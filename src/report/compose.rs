/*!
 * Report text composed from stored data, without a language model.
 *
 * The output uses the same `###` heading and `**` emphasis markup as the
 * AI-written reports so both go through the same formatter.
 */

use std::fmt::Write as _;

use super::inline::EMPHASIS_DELIMITER;
use super::splitter::HEADING_MARKER;
use crate::database::models::{DeliverableStatus, EventDetails};

/// Format an amount as `$12,345.60`, with a leading minus for negatives.
pub fn format_currency(amount: f64) -> String {
    let cents = (amount.abs() * 100.0).round() as u64;
    let whole = (cents / 100).to_string();

    let mut grouped = String::with_capacity(whole.len() + whole.len() / 3);
    for (i, digit) in whole.chars().enumerate() {
        if i > 0 && (whole.len() - i) % 3 == 0 {
            grouped.push(',');
        }
        grouped.push(digit);
    }

    let sign = if amount < 0.0 && cents > 0 { "-" } else { "" };
    format!("{}${}.{:02}", sign, grouped, cents % 100)
}

/// Make stored text safe to embed in report markup.
///
/// Line breaks collapse into single spaces, `**` runs shrink to one `*`, and
/// a leading `###` is prefixed with a backslash so it stays body text.
pub fn escape_markup(text: &str) -> String {
    let mut escaped = text
        .split(['\r', '\n'])
        .map(str::trim)
        .filter(|line| !line.is_empty())
        .collect::<Vec<_>>()
        .join(" ");

    while escaped.contains(EMPHASIS_DELIMITER) {
        escaped = escaped.replace(EMPHASIS_DELIMITER, "*");
    }
    if escaped.starts_with(HEADING_MARKER) {
        escaped.insert(0, '\\');
    }
    escaped
}

/// Compose the event report text from an event, its suppliers and deliverables.
pub fn compose_report_text(details: &EventDetails) -> String {
    let event = &details.event;
    let mut out = String::new();

    // Writing into a String cannot fail
    let _ = writeln!(out, "### Event: {}", escape_markup(&event.name));
    let _ = writeln!(out, "Date: **{}**", event.date);
    if !event.location.is_empty() {
        let _ = writeln!(out, "Location: {}", escape_markup(&event.location));
    }
    let _ = writeln!(out, "Status: **{}**", event.status);
    if !event.description.is_empty() {
        let _ = writeln!(out, "{}", escape_markup(&event.description));
    }

    out.push('\n');
    let _ = writeln!(out, "### Budget");
    let _ = writeln!(out, "Event budget: **{}**", format_currency(event.budget));
    let _ = writeln!(
        out,
        "Allocated to suppliers: **{}**",
        format_currency(details.total_supplier_budget())
    );
    let remaining = details.remaining_budget();
    if remaining < 0.0 {
        let _ = writeln!(out, "Over budget by: **{}**", format_currency(-remaining));
    } else {
        let _ = writeln!(out, "Remaining: **{}**", format_currency(remaining));
    }
    let _ = writeln!(
        out,
        "Supplier completion: **{}%**",
        details.completion_rate().round()
    );

    out.push('\n');
    let _ = writeln!(out, "### Suppliers");
    if details.suppliers.is_empty() {
        let _ = writeln!(out, "No suppliers assigned.");
    }
    for assigned in &details.suppliers {
        let supplier = &assigned.supplier;
        let specialization = if supplier.specialization.is_empty() {
            String::new()
        } else {
            format!(" ({})", escape_markup(&supplier.specialization))
        };
        let _ = writeln!(
            out,
            "**{}**{} - {} - {}",
            escape_markup(&supplier.name),
            specialization,
            assigned.assignment.status,
            format_currency(assigned.assignment.allocated_budget)
        );

        for deliverable in details.deliverables_for(supplier.id) {
            let _ = writeln!(
                out,
                "- {} x{}: {}, {} ({}%)",
                escape_markup(&deliverable.item_name),
                deliverable.quantity,
                format_currency(deliverable.total_value),
                deliverable.current_status,
                deliverable.progress_percentage
            );
        }
    }

    out.push('\n');
    let _ = writeln!(out, "### Deliverables");
    let _ = writeln!(
        out,
        "Total value: **{}** across {} items",
        format_currency(details.total_deliverable_value()),
        details.deliverables.len()
    );

    let delayed: Vec<_> = details
        .deliverables
        .iter()
        .filter(|d| d.current_status == DeliverableStatus::Delayed)
        .collect();
    if delayed.is_empty() {
        let _ = write!(out, "No delays reported.");
    } else {
        let _ = write!(out, "Delayed: **{}**", delayed.len());
        for deliverable in delayed {
            let reason = deliverable
                .delay_reasons
                .as_deref()
                .map(escape_markup)
                .unwrap_or_else(|| "no reason given".to_string());
            let _ = write!(out, "\n- {}: {}", escape_markup(&deliverable.item_name), reason);
        }
    }

    out
}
━━━━━━━━
### Activity:
In the entries above, find each line with "amount" and copy it.

### Exercise response:
/// Format an amount as `$12,345.60`, with a leading minus for negatives.
pub fn format_currency(amount: f64) -> String {
    let cents = (amount.abs() * 100.0).round() as u64;
    let sign = if amount < 0.0 && cents > 0 { "-" } else { "" };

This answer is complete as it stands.